Ерошенко выбрался из толпы и, встав в пяти шагах, у платформы военного эшелона, рассматривал с улыбкой Барбару и великана. Великан посетовал:
– Не зря я ненавидел в гимназии всё древнее, церковное и славянское. Он случаем не поп?
– Черное духовенство. Монах. Католический.
– Иезуит? – неизвестно чему обрадовался поэт.
– Доминиканец, – призналась Бася. – Изгнан из обители за совращение юной паулинки.
Нарком закончил выступление и, сойдя с подножки, говорил о чем-то с Крупской. На перроне сделалось свободнее, публика рассеялась вдоль поезда. Оркестрик заиграл «Czerwony sztandar»[12 - «Красное знамя» (польск.).]. Снова польское, будто кто-то попросил, специально для Барбары. Нарком, между прочим, мог. Торжественное прощание с одной из лучших сотрудниц. Трудолюбивой и безмерно скромной. Отказавшейся, после ухода в морской генштаб Лары Рейснер, занять секретарское место.
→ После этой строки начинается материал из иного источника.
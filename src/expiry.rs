//! Expiry date validation.
//!
//! Expiry dates are civil calendar dates (`YYYY-MM-DD`) interpreted in a
//! fixed UTC offset, not the host timezone: a license must stop working at
//! the same wall-clock boundary no matter where the issuing server runs.
//! The offset is explicit configuration (UTC+8 by default) rather than a
//! timezone-database lookup, so there is no hidden environmental dependency.
//!
//! A license expires at the *last second* of its stated day: civil midnight
//! plus 24 hours minus 1 second, converted to an absolute UTC instant.

use std::sync::OnceLock;

use chrono::{DateTime, Days, Duration, FixedOffset, Months, NaiveDate, NaiveTime, Utc};
use regex::Regex;

use crate::errors::{LicenseError, LicenseResult};

/// Default civil timezone for expiry boundaries: UTC+8.
pub const DEFAULT_UTC_OFFSET_HOURS: i32 = 8;

fn date_format_regex() -> &'static Regex {
    static RE: OnceLock<Regex> = OnceLock::new();
    // Strict zero-padded form only; chrono's parser alone would accept
    // variants like "2025-6-15".
    RE.get_or_init(|| Regex::new(r"^\d{4}-\d{2}-\d{2}$").unwrap())
}

/// How far ahead an expiry date may lie.
///
/// The horizon is measured in civil months plus days from the civil date of
/// "now". Whether or not a horizon is set, a date whose end-of-day instant
/// has already passed is always rejected.
#[derive(Debug, Clone, Copy, PartialEq, Eq)]
pub struct ExpiryPolicy {
    max_horizon: Option<(u32, u64)>,
}

impl ExpiryPolicy {
    /// Standard policy: at most one calendar month plus one day ahead.
    pub fn standard() -> Self {
        Self::with_horizon(1, 1)
    }

    /// Only reject dates already in the past.
    pub fn not_in_past() -> Self {
        Self { max_horizon: None }
    }

    /// Cap issuance at `months` civil months plus `days` days ahead.
    pub fn with_horizon(months: u32, days: u64) -> Self {
        Self {
            max_horizon: Some((months, days)),
        }
    }
}

impl Default for ExpiryPolicy {
    fn default() -> Self {
        Self::standard()
    }
}

/// Converts calendar dates to absolute expiry instants and enforces policy.
#[derive(Debug, Clone, Copy)]
pub struct ExpiryCalculator {
    offset: FixedOffset,
}

impl ExpiryCalculator {
    /// Calculator for the given fixed UTC offset.
    pub fn new(offset: FixedOffset) -> Self {
        Self { offset }
    }

    /// Calculator for a whole-hour UTC offset, e.g. `8` for UTC+8.
    ///
    /// Offsets outside ±23 hours are a configuration error.
    pub fn from_offset_hours(hours: i32) -> LicenseResult<Self> {
        let offset = FixedOffset::east_opt(hours * 3600).ok_or_else(|| {
            LicenseError::Config(format!("invalid UTC offset: {hours} hours"))
        })?;
        Ok(Self::new(offset))
    }

    pub fn offset(&self) -> FixedOffset {
        self.offset
    }

    /// Parse a strict `YYYY-MM-DD` date string into a civil date.
    fn parse_date(&self, date_str: &str) -> LicenseResult<NaiveDate> {
        if !date_format_regex().is_match(date_str) {
            return Err(LicenseError::DateFormat(format!(
                "'{date_str}' does not match YYYY-MM-DD"
            )));
        }
        NaiveDate::parse_from_str(date_str, "%Y-%m-%d").map_err(|_| {
            LicenseError::DateFormat(format!("'{date_str}' is not a valid calendar date"))
        })
    }

    /// End-of-day instant for a civil date: midnight + 24h − 1s, as UTC.
    fn end_of_day_utc(&self, date: NaiveDate) -> DateTime<Utc> {
        let midnight = date.and_time(NaiveTime::MIN);
        // Fixed offsets have no DST gaps, so the local time is unambiguous.
        let start = midnight.and_local_timezone(self.offset).unwrap();
        (start + Duration::days(1) - Duration::seconds(1)).with_timezone(&Utc)
    }

    /// Validate an expiry date string against the policy, relative to an
    /// injected `now`, and return the absolute expiry instant.
    pub fn validate(
        &self,
        date_str: &str,
        now: DateTime<Utc>,
        policy: &ExpiryPolicy,
    ) -> LicenseResult<DateTime<Utc>> {
        let date = self.parse_date(date_str)?;
        let expiry = self.end_of_day_utc(date);

        if expiry < now {
            return Err(LicenseError::ExpiryOutOfRange(format!(
                "expiry date {date_str} is in the past"
            )));
        }

        if let Some((months, days)) = policy.max_horizon {
            // The cap is a civil-date comparison: "one month and a day from
            // today", not an instant comparison, so the last allowed day is
            // accepted in full.
            let today = now.with_timezone(&self.offset).date_naive();
            let limit = today
                .checked_add_months(Months::new(months))
                .and_then(|d| d.checked_add_days(Days::new(days)))
                .ok_or_else(|| {
                    LicenseError::ExpiryOutOfRange("issuance horizon overflow".to_string())
                })?;
            if date > limit {
                return Err(LicenseError::ExpiryOutOfRange(format!(
                    "expiry date {date_str} is beyond the issuance horizon ({limit})"
                )));
            }
        }

        Ok(expiry)
    }
}

impl Default for ExpiryCalculator {
    fn default() -> Self {
        // DEFAULT_UTC_OFFSET_HOURS is within range.
        Self::from_offset_hours(DEFAULT_UTC_OFFSET_HOURS).unwrap()
    }
}

#[cfg(test)]
mod tests {
    use super::*;
    use chrono::TimeZone;

    fn utc(s: &str) -> DateTime<Utc> {
        s.parse().unwrap()
    }

    #[test]
    fn end_of_day_is_last_second_in_civil_timezone() {
        let calc = ExpiryCalculator::default();
        let expiry = calc
            .validate("2025-06-15", utc("2025-06-01T00:00:00Z"), &ExpiryPolicy::standard())
            .unwrap();

        // 2025-06-15T23:59:59+08:00 == 2025-06-15T15:59:59Z
        assert_eq!(expiry, utc("2025-06-15T15:59:59Z"));
        let local = expiry.with_timezone(&calc.offset());
        assert_eq!(local.time(), NaiveTime::from_hms_opt(23, 59, 59).unwrap());
    }

    #[test]
    fn horizon_accepts_one_month_plus_one_day() {
        let calc = ExpiryCalculator::default();
        let now = utc("2025-01-01T00:00:00Z");
        let policy = ExpiryPolicy::standard();

        assert!(calc.validate("2025-02-02", now, &policy).is_ok());
        let err = calc.validate("2025-02-03", now, &policy).unwrap_err();
        assert!(matches!(err, LicenseError::ExpiryOutOfRange(_)));
    }

    #[test]
    fn horizon_handles_month_end_rollover() {
        let calc = ExpiryCalculator::default();
        let now = utc("2025-01-31T00:00:00Z");
        let policy = ExpiryPolicy::standard();

        // Jan 31 + 1 month clamps to Feb 28, + 1 day = Mar 1.
        assert!(calc.validate("2025-03-01", now, &policy).is_ok());
        assert!(calc.validate("2025-03-02", now, &policy).is_err());
    }

    #[test]
    fn past_dates_are_rejected_even_without_horizon() {
        let calc = ExpiryCalculator::default();
        let now = utc("2025-06-16T00:00:00Z");
        let err = calc
            .validate("2025-06-14", now, &ExpiryPolicy::not_in_past())
            .unwrap_err();
        assert!(matches!(err, LicenseError::ExpiryOutOfRange(_)));
    }

    #[test]
    fn today_is_accepted_because_expiry_is_end_of_day() {
        let calc = ExpiryCalculator::default();
        // 2025-06-15T10:00:00+08:00
        let now = calc
            .offset()
            .with_ymd_and_hms(2025, 6, 15, 10, 0, 0)
            .unwrap()
            .with_timezone(&Utc);
        assert!(calc
            .validate("2025-06-15", now, &ExpiryPolicy::not_in_past())
            .is_ok());
    }

    #[test]
    fn malformed_dates_are_date_format_errors() {
        let calc = ExpiryCalculator::default();
        let now = utc("2025-01-01T00:00:00Z");
        let policy = ExpiryPolicy::not_in_past();

        for bad in [
            "2025/06/15",
            "15-06-2025",
            "2025-6-15",
            "2025-06-15T00:00:00",
            "not-a-date",
            "",
            "2025-13-01",
            "2025-02-30",
        ] {
            let err = calc.validate(bad, now, &policy).unwrap_err();
            assert!(matches!(err, LicenseError::DateFormat(_)), "input: {bad:?}");
        }
    }

    #[test]
    fn offset_is_explicit_configuration() {
        let calc = ExpiryCalculator::from_offset_hours(0).unwrap();
        let expiry = calc
            .validate("2025-06-15", utc("2025-06-01T00:00:00Z"), &ExpiryPolicy::not_in_past())
            .unwrap();
        assert_eq!(expiry, utc("2025-06-15T23:59:59Z"));

        assert!(ExpiryCalculator::from_offset_hours(30).is_err());
    }
}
– Тогда другое дело, – одобрил поэт совращение доминиканцем паулинки. – Не боитесь?
– Меня и Лидия не устрашила.
– Пантера?
– Что за оскорбительная кличка? Слышу второй уже раз.
– Из книжки одной дурацкой. Не бойтесь, я не читал. Ба, а вот и лупа из фабулы…
Он повел глазами в сторону. По перрону, лавируя меж кучками людей, бодро шла в сопровождении товарища Збигнева поэтесса и живописка. Бася вопросительно взглянула на поэта.
– Вся Москва отправляется в Киев?
– Верно, захотелось подкормиться и погреться. Год назад тоже многие поехали.
– Все же вам следовало быть с нею добрее.
Пантера поднялась в салон-вагон. Товарищ Збигнев остался у подножки. С ним беседовал нарком и Крупская. Барбара ощутила беспокойство.
– Басенька, будь всё так просто… – В словах поэта послышалось: «Будь с вами всё так просто». – Ну да ладно, принцесса Греза, долгие проводы лишние слезы. Вернетесь в Москву, заходите. Вместе с коварным доминиканским соблазнителем. Буду ждать.
Великан осторожно подержал ее руку в своей и двинулся к вокзалу, рассекая толпу агитаторов и пропагандистов, как «Титаник» волны Атлантики. Бася сделала шаг к стоявшему в пяти шагах штабс-капитану.
– Барбара Карловна! – позвал ее нарком.
Ерошенко хихикнул. Бася повернулась к Анатолию Васильевичу. Улыбнулась товарищу Збигневу, сухим кивком обменялась с Крупской.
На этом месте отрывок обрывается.